The first one was my neighbour. He was extra nice to me. I liked him too, but only as a friend. When he invited me for dinner in a fancy restaurant, I accepted, but made sure he lost any romantic interest he might have had. Since he was a respected police officer who liked children and wanted a committed relationship, I pretended I was as free as a bird, mad as a hatter, unconventional, and told him that I had a husband abroad (which was true, lol, but we were separated). A few days later, something strange happened. I started to think intensely about him, couldn't wait for a date! Date which never happened....I asked him, but he said he was busy. Sigh....So I promised myself I will never do that to a guy again.

Next Gem, several years later:

I didn't even like him on the first date. Or the second. Or the third, when I asked (in advance) to have sex. It was the worst sex I ever had, plus another red flag (he refused to give a tip in the restaurant). Or six months later, when I told him to go back to the dating site, since I didn't feel he was the one for me. We could be FWB for a while. He was speechless, possibly hurt, but responded by holding me closer.

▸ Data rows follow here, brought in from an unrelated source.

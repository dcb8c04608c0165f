//! Chunk and cost report exporters

use std::fmt::Write as _;
use std::fs::File;
use std::io::{self, BufWriter, Write};
use std::path::Path;
use std::str::FromStr;

use scribe_core::CostAnalysisResult;
use serde::Serialize;
use thiserror::Error;

pub type ExportResult<T> = std::result::Result<T, ExportError>;

#[derive(Error, Debug)]
pub enum ExportError {
    #[error("IO error: {0}")]
    Io(#[from] io::Error),

    #[error("CSV error: {0}")]
    Csv(#[from] csv::Error),

    #[error("Serialization error: {0}")]
    Serialization(#[from] serde_json::Error),

    #[error("Unknown export format: {0}")]
    UnknownFormat(String),
}

#[derive(Debug, Clone, Copy, PartialEq, Eq)]
pub enum ExportFormat {
    Txt,
    Csv,
    Json,
    /// One `{"text": ...}` object per line, the usual fine-tuning input
    Jsonl,
}

impl ExportFormat {
    /// Infer the format from a file extension
    pub fn from_path(path: &Path) -> Option<Self> {
        path.extension()
            .and_then(|ext| ext.to_str())
            .and_then(|ext| ext.parse().ok())
    }

    pub fn as_str(&self) -> &'static str {
        match self {
            Self::Txt => "txt",
            Self::Csv => "csv",
            Self::Json => "json",
            Self::Jsonl => "jsonl",
        }
    }
}

impl FromStr for ExportFormat {
    type Err = ExportError;

    fn from_str(s: &str) -> ExportResult<Self> {
        match s.to_ascii_lowercase().as_str() {
            "txt" | "text" => Ok(Self::Txt),
            "csv" => Ok(Self::Csv),
            "json" => Ok(Self::Json),
            "jsonl" => Ok(Self::Jsonl),
            other => Err(ExportError::UnknownFormat(other.to_string())),
        }
    }
}

#[derive(Serialize)]
struct ChunkRecord<'a> {
    index: usize,
    text: &'a str,
    #[serde(skip_serializing_if = "Option::is_none")]
    token_count: Option<usize>,
}

#[derive(Serialize)]
struct TrainingRecord<'a> {
    text: &'a str,
}

fn count_at(token_counts: Option<&[usize]>, index: usize) -> Option<usize> {
    token_counts.and_then(|counts| counts.get(index).copied())
}

/// Chunks separated by a blank line
pub fn write_txt<W: Write>(mut writer: W, chunks: &[String]) -> ExportResult<()> {
    for (i, chunk) in chunks.iter().enumerate() {
        if i > 0 {
            writer.write_all(b"\n\n")?;
        }
        writer.write_all(chunk.as_bytes())?;
    }
    writer.write_all(b"\n")?;
    writer.flush()?;
    Ok(())
}

/// `chunk_index,text[,token_count]`
pub fn write_csv<W: Write>(
    writer: W,
    chunks: &[String],
    token_counts: Option<&[usize]>,
) -> ExportResult<()> {
    let mut csv = csv::Writer::from_writer(writer);

    if token_counts.is_some() {
        csv.write_record(["chunk_index", "text", "token_count"])?;
    } else {
        csv.write_record(["chunk_index", "text"])?;
    }

    for (i, chunk) in chunks.iter().enumerate() {
        let index = i.to_string();
        match count_at(token_counts, i) {
            Some(count) => {
                csv.write_record([index.as_str(), chunk.as_str(), count.to_string().as_str()])?
            }
            None if token_counts.is_some() => csv.write_record([index.as_str(), chunk.as_str(), ""])?,
            None => csv.write_record([index.as_str(), chunk.as_str()])?,
        }
    }

    csv.flush()?;
    Ok(())
}

pub fn write_json<W: Write>(
    writer: W,
    chunks: &[String],
    token_counts: Option<&[usize]>,
) -> ExportResult<()> {
    let records: Vec<ChunkRecord> = chunks
        .iter()
        .enumerate()
        .map(|(index, text)| ChunkRecord {
            index,
            text,
            token_count: count_at(token_counts, index),
        })
        .collect();
    serde_json::to_writer_pretty(writer, &records)?;
    Ok(())
}

pub fn write_jsonl<W: Write>(mut writer: W, chunks: &[String]) -> ExportResult<()> {
    for chunk in chunks {
        serde_json::to_writer(&mut writer, &TrainingRecord { text: chunk })?;
        writer.write_all(b"\n")?;
    }
    writer.flush()?;
    Ok(())
}

/// Write chunks to `path` in `format`
pub fn export_chunks(
    path: &Path,
    format: ExportFormat,
    chunks: &[String],
    token_counts: Option<&[usize]>,
) -> ExportResult<()> {
    let writer = BufWriter::new(File::create(path)?);
    match format {
        ExportFormat::Txt => write_txt(writer, chunks)?,
        ExportFormat::Csv => write_csv(writer, chunks, token_counts)?,
        ExportFormat::Json => write_json(writer, chunks, token_counts)?,
        ExportFormat::Jsonl => write_jsonl(writer, chunks)?,
    }
    tracing::info!(path = %path.display(), format = format.as_str(), chunks = chunks.len(), "Exported chunks");
    Ok(())
}

pub fn write_cost_json<W: Write>(writer: W, result: &CostAnalysisResult) -> ExportResult<()> {
    serde_json::to_writer_pretty(writer, result)?;
    Ok(())
}

/// One row per ranked estimate
pub fn write_cost_csv<W: Write>(writer: W, result: &CostAnalysisResult) -> ExportResult<()> {
    let mut csv = csv::Writer::from_writer(writer);
    csv.write_record([
        "Model",
        "Approach",
        "Cost_USD",
        "Time_Hours",
        "Hardware",
        "Confidence",
    ])?;

    for estimate in &result.ranked {
        csv.write_record([
            estimate.target_model.clone(),
            estimate.approach_name.clone(),
            format!("{:.2}", estimate.total_cost_usd),
            format!("{:.2}", estimate.training_hours),
            estimate.hardware_requirements.to_string(),
            format!("{:.2}", estimate.confidence),
        ])?;
    }

    csv.flush()?;
    Ok(())
}

/// Human-readable summary: headline numbers, top 10 approaches, top 5 recommendations
pub fn render_cost_report(result: &CostAnalysisResult) -> String {
    let mut out = String::new();
    let summary = &result.summary;

    let _ = writeln!(out, "Training Cost Analysis");
    let _ = writeln!(out, "======================");
    let _ = writeln!(out, "Dataset tokens:  {}", result.dataset_tokens);
    let _ = writeln!(out, "Models compared: {}", summary.models_compared);
    if let Some(best) = &summary.best_overall {
        let _ = writeln!(
            out,
            "Best option:     {} ({}) ${:.2}, {:.1} hours",
            best.approach_name, best.target_model, best.cost, best.hours
        );
    }
    if let Some(range) = &summary.cost_range {
        let _ = writeln!(
            out,
            "Cost range:      ${:.2} - ${:.2} (save ${:.2})",
            range.min,
            range.max,
            range.savings()
        );
    }

    if !result.ranked.is_empty() {
        let _ = writeln!(out, "\nTop approaches:");
        for (i, estimate) in result.ranked.iter().take(10).enumerate() {
            let _ = writeln!(
                out,
                "{:>2}. {:<28} {:<15} ${:>10.2} {:>8.1}h  {:<16} {:>3.0}%",
                i + 1,
                estimate.approach_name,
                estimate.target_model,
                estimate.total_cost_usd,
                estimate.training_hours,
                estimate.hardware_requirements.to_string(),
                estimate.confidence * 100.0
            );
        }
    }

    if let Some(roi) = &result.roi {
        let _ = writeln!(
            out,
            "\nROI: ${:.2}/month API spend, ${:.2}/month saved, break-even in {:.1} months, ${:.2} saved in the first year",
            roi.monthly_api_cost, roi.monthly_savings, roi.break_even_months, roi.annual_savings
        );
    }

    if !result.recommendations.is_empty() {
        let _ = writeln!(out, "\nRecommendations:");
        for recommendation in result.recommendations.iter().take(5) {
            let _ = writeln!(out, "  - {}", recommendation);
        }
    }

    out
}

/// Write a cost report, choosing JSON, CSV or text from the extension
pub fn export_cost_report(path: &Path, result: &CostAnalysisResult) -> ExportResult<()> {
    let mut writer = BufWriter::new(File::create(path)?);
    match ExportFormat::from_path(path) {
        Some(ExportFormat::Json) => write_cost_json(writer, result)?,
        Some(ExportFormat::Csv) => write_cost_csv(writer, result)?,
        _ => {
            writer.write_all(render_cost_report(result).as_bytes())?;
            writer.flush()?;
        }
    }
    tracing::info!(path = %path.display(), "Exported cost report");
    Ok(())
}

#[cfg(test)]
mod tests {
    use super::*;
    use scribe_core::{
        ApproachCategory, BestOption, CostEstimate, CostRange, CostSummary, HardwareRequirements,
        ModelCosts,
    };
    use std::collections::BTreeMap;
    use tempfile::TempDir;

    fn chunks() -> Vec<String> {
        vec!["First, chunk".to_string(), "Second \"quoted\"\nchunk".to_string()]
    }

    fn cost_result(estimates: usize) -> CostAnalysisResult {
        let ranked: Vec<CostEstimate> = (0..estimates)
            .map(|i| CostEstimate {
                approach_name: format!("Approach {}", i),
                category: ApproachCategory::CloudRental,
                provider: "Provider".to_string(),
                target_model: "llama-2-7b".to_string(),
                total_cost_usd: 10.0 + i as f64,
                training_hours: 2.0,
                hardware_requirements: HardwareRequirements {
                    gpu_type: "A100 80GB".to_string(),
                    gpu_count: 2,
                    vram_gb_per_gpu: 80,
                },
                confidence: 0.8,
                dominated_by: None,
            })
            .collect();

        let mut detailed_results = BTreeMap::new();
        detailed_results.insert(
            "llama-2-7b".to_string(),
            ModelCosts::Ready {
                cost_estimates: ranked.clone(),
            },
        );

        CostAnalysisResult {
            dataset_tokens: 123_456,
            summary: CostSummary {
                best_overall: Some(BestOption {
                    approach_name: "Approach 0".to_string(),
                    target_model: "llama-2-7b".to_string(),
                    cost: 10.0,
                    hours: 2.0,
                }),
                cost_range: Some(CostRange {
                    min: 10.0,
                    max: 10.0 + estimates.saturating_sub(1) as f64,
                }),
                models_compared: 1,
            },
            detailed_results,
            ranked,
            roi: None,
            recommendations: (0..8).map(|i| format!("tip {}", i)).collect(),
        }
    }

    #[test]
    fn test_format_from_path() {
        assert_eq!(ExportFormat::from_path(Path::new("out.JSONL")), Some(ExportFormat::Jsonl));
        assert_eq!(ExportFormat::from_path(Path::new("out.csv")), Some(ExportFormat::Csv));
        assert_eq!(ExportFormat::from_path(Path::new("out")), None);
        assert!("xml".parse::<ExportFormat>().is_err());
    }

    #[test]
    fn test_write_txt() {
        let mut buf = Vec::new();
        write_txt(&mut buf, &chunks()).unwrap();
        assert_eq!(
            String::from_utf8(buf).unwrap(),
            "First, chunk\n\nSecond \"quoted\"\nchunk\n"
        );
    }

    #[test]
    fn test_write_csv_quotes_and_counts() {
        let mut buf = Vec::new();
        write_csv(&mut buf, &chunks(), Some(&[3, 5][..])).unwrap();
        let text = String::from_utf8(buf).unwrap();

        let mut reader = csv::Reader::from_reader(text.as_bytes());
        let headers = reader.headers().unwrap().clone();
        assert_eq!(headers.iter().collect::<Vec<_>>(), ["chunk_index", "text", "token_count"]);
        let rows: Vec<csv::StringRecord> = reader.records().map(|r| r.unwrap()).collect();
        assert_eq!(&rows[1][1], "Second \"quoted\"\nchunk");
        assert_eq!(&rows[1][2], "5");
    }

    #[test]
    fn test_write_csv_without_counts() {
        let mut buf = Vec::new();
        write_csv(&mut buf, &chunks(), None).unwrap();
        let text = String::from_utf8(buf).unwrap();
        assert!(text.starts_with("chunk_index,text\n"));
    }

    #[test]
    fn test_write_json_and_jsonl() {
        let mut json = Vec::new();
        write_json(&mut json, &chunks(), None).unwrap();
        let value: serde_json::Value = serde_json::from_slice(&json).unwrap();
        assert_eq!(value[1]["index"], 1);
        assert!(value[0].get("token_count").is_none());

        let mut jsonl = Vec::new();
        write_jsonl(&mut jsonl, &chunks()).unwrap();
        let text = String::from_utf8(jsonl).unwrap();
        let lines: Vec<&str> = text.lines().collect();
        assert_eq!(lines.len(), 2);
        let second: serde_json::Value = serde_json::from_str(lines[1]).unwrap();
        assert_eq!(second["text"], "Second \"quoted\"\nchunk");
    }

    #[test]
    fn test_export_chunks_to_file() {
        let dir = TempDir::new().unwrap();
        let path = dir.path().join("chunks.jsonl");
        let format = ExportFormat::from_path(&path).unwrap();

        export_chunks(&path, format, &chunks(), None).unwrap();
        let written = std::fs::read_to_string(&path).unwrap();
        assert_eq!(written.lines().count(), 2);
    }

    #[test]
    fn test_cost_csv_columns() {
        let mut buf = Vec::new();
        write_cost_csv(&mut buf, &cost_result(2)).unwrap();
        let text = String::from_utf8(buf).unwrap();
        let mut lines = text.lines();

        assert_eq!(
            lines.next(),
            Some("Model,Approach,Cost_USD,Time_Hours,Hardware,Confidence")
        );
        assert_eq!(lines.next(), Some("llama-2-7b,Approach 0,10.00,2.00,A100 80GB x2,0.80"));
    }

    #[test]
    fn test_report_limits_sections() {
        let report = render_cost_report(&cost_result(12));

        assert!(report.contains("Approach 9 "));
        assert!(!report.contains("Approach 10 "));
        assert!(report.contains("tip 4"));
        assert!(!report.contains("tip 5"));
    }

    #[test]
    fn test_export_cost_report_by_extension() {
        let dir = TempDir::new().unwrap();
        let result = cost_result(3);

        let json = dir.path().join("costs.json");
        export_cost_report(&json, &result).unwrap();
        let parsed: CostAnalysisResult =
            serde_json::from_str(&std::fs::read_to_string(&json).unwrap()).unwrap();
        assert_eq!(parsed, result);

        let txt = dir.path().join("costs.txt");
        export_cost_report(&txt, &result).unwrap();
        assert!(std::fs::read_to_string(&txt).unwrap().starts_with("Training Cost Analysis"));
    }
}
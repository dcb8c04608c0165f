use clap::{Args, Parser, Subcommand};
use scribe_core::SplitMethod;
use std::path::PathBuf;

#[derive(Parser)]
#[command(name = "scribe")]
#[command(about = "Chunk documents, measure them in tokens, and estimate fine-tuning cost", long_about = None)]
#[command(version)]
pub struct Cli {
    /// Log at debug level unless RUST_LOG says otherwise
    #[arg(short, long, global = true)]
    pub verbose: bool,

    #[command(subcommand)]
    pub command: Commands,
}

/// Where to read documents from and how to chunk them
#[derive(Args, Debug, Clone)]
pub struct InputArgs {
    /// Files or glob patterns (.txt, .md)
    #[arg(required = true)]
    pub inputs: Vec<String>,

    /// Split method: paragraph, sentence or custom
    #[arg(long)]
    pub method: Option<SplitMethod>,

    /// Delimiter for the custom split method
    #[arg(long)]
    pub delimiter: Option<String>,

    /// Keep headers, bullets and whitespace as they are
    #[arg(long)]
    pub no_clean: bool,

    /// Tokenizer to count with
    #[arg(long)]
    pub tokenizer: Option<String>,

    /// Token limit per chunk
    #[arg(long)]
    pub limit: Option<usize>,
}

#[derive(Subcommand)]
pub enum Commands {
    /// Clean and split documents, then print the chunk count
    Process {
        #[command(flatten)]
        input: InputArgs,
    },

    /// Show how individual chunks fit the token limit
    Preview {
        #[command(flatten)]
        input: InputArgs,

        /// Number of chunks to show
        #[arg(long, default_value = "20")]
        max: usize,
    },

    /// Token statistics for the chunked documents
    Analyze {
        #[command(flatten)]
        input: InputArgs,

        /// Print the analysis as JSON
        #[arg(long)]
        json: bool,
    },

    /// List tokenizers and whether the current license can use them
    Tokenizers {
        #[arg(long)]
        json: bool,
    },

    /// Count a sample with several tokenizers
    Compare {
        /// Sample text
        #[arg(long, conflicts_with = "file", required_unless_present = "file")]
        text: Option<String>,

        /// Take the sample from the start of a document
        #[arg(long)]
        file: Option<PathBuf>,

        /// Maximum number of tokenizers to compare
        #[arg(long, default_value = "5")]
        max: usize,
    },

    /// Estimate what fine-tuning on the chunked documents would cost
    Costs {
        #[command(flatten)]
        input: InputArgs,

        /// Target model (repeatable); defaults to the configured models
        #[arg(long = "model")]
        models: Vec<String>,

        /// Tokens per month currently sent to a hosted API
        #[arg(long)]
        api_usage: Option<u64>,

        /// Only show the rough cost band
        #[arg(long)]
        preview: bool,

        /// Write the report to a .json, .csv or text file
        #[arg(long)]
        output: Option<PathBuf>,

        #[arg(long)]
        json: bool,
    },

    /// Write chunks to a file for training
    Export {
        #[command(flatten)]
        input: InputArgs,

        /// Destination file
        #[arg(short, long)]
        output: PathBuf,

        /// txt, csv, json or jsonl (defaults to the output extension)
        #[arg(long)]
        format: Option<String>,

        /// Include per-chunk token counts (csv and json)
        #[arg(long)]
        with_counts: bool,
    },

    /// Save or inspect processing sessions
    #[command(subcommand)]
    Session(SessionCommands),

    /// Manage the license and trial
    #[command(subcommand)]
    License(LicenseCommands),

    /// Inspect configuration
    #[command(subcommand)]
    Config(ConfigCommands),

    /// Generate shell completions
    Completions {
        shell: clap_complete::Shell,
    },
}

#[derive(Subcommand)]
pub enum SessionCommands {
    /// Process documents and save the chunks to a session file
    Save {
        #[command(flatten)]
        input: InputArgs,

        /// Session file (.wsession is added when there is no extension)
        #[arg(short, long)]
        output: PathBuf,
    },

    /// Summarize a saved session
    Show {
        path: PathBuf,
    },
}

#[derive(Subcommand)]
pub enum LicenseCommands {
    /// Show license status
    Status,

    /// Start the one-time premium trial
    Trial,

    /// Activate a license key
    Activate {
        key: String,
    },

    /// List premium features
    Upgrade,
}

#[derive(Subcommand)]
pub enum ConfigCommands {
    /// Print the effective configuration
    Show,

    /// Print the config file location
    Path,
}
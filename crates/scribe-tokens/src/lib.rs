//! Token counting backends and the tokenizer registry
//!
//! Callers select a backend by name at call time; the analyzer and cost
//! estimator only depend on [`TokenizerRegistry::count`] and
//! [`TokenizerRegistry::count_batch`], never on a concrete backend.

pub mod bpe;
pub mod estimator;
pub mod registry;

pub use bpe::{BpeCounter, Encoding};
pub use estimator::{Gpt2Estimator, RatioEstimator, TokenCounter};
pub use registry::TokenizerRegistry;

I carried on because I needed a distraction (I was heartbroken at that time) and he was willing, interested and interesting. Knew things I didn't. Had experiences like no other man I knew. Talked about many things. Sex got much better. I started to see other sides of him that I liked. I overlooked other sides I found unsettling. I even overlooked our rubbish synastry chart, with a LOT of Pluto but no links between personal planets. He told me a lot about himself. He grew on me. And he told me he loved me.

Then, one day, it happened....I was in love with him! Or with the idea of him and our future, thanks to my lovely imagination. I thought I was the best partner he ever had. I thought he was the one for me. My last romantic interest EVER. I thought we were lucky to have found each other. It lasted another 18 months. It ended up badly. Ultimately my initial gut instinct was right!